*Dataset entries*
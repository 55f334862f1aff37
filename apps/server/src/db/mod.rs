//! Database layer - pool setup and the account store

mod bind;

pub mod accounts;
pub mod lookup;
pub mod traits;

use std::time::Duration;

use sqlx::postgres::{PgPool, PgPoolOptions};

use crate::config::DatabaseConfig;
use crate::Result;

pub use accounts::PostgresAccountStore;
pub use lookup::resolve_or_create_lookup;
pub use traits::AccountStore;

/// Open the connection pool with the configured sizing and statement timeout.
pub async fn connect(config: &DatabaseConfig) -> Result<PgPool> {
    let statement_timeout_ms = config.statement_timeout_seconds * 1000;

    let pool = PgPoolOptions::new()
        .min_connections(config.pool_min_size)
        .max_connections(config.pool_max_size)
        .acquire_timeout(Duration::from_secs(config.pool_timeout_seconds))
        .after_connect(move |conn, _meta| {
            Box::pin(async move {
                sqlx::query(&format!("SET statement_timeout = {statement_timeout_ms}"))
                    .execute(conn)
                    .await?;
                Ok(())
            })
        })
        .connect(&config.url)
        .await?;

    tracing::info!(
        pool_min_size = config.pool_min_size,
        pool_max_size = config.pool_max_size,
        "Database pool ready"
    );
    Ok(pool)
}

*TASK DETAILS*
Line count for the word "crate": tally the lines in the records that include it and give only the result.

*EXPECTED ANSWER*
2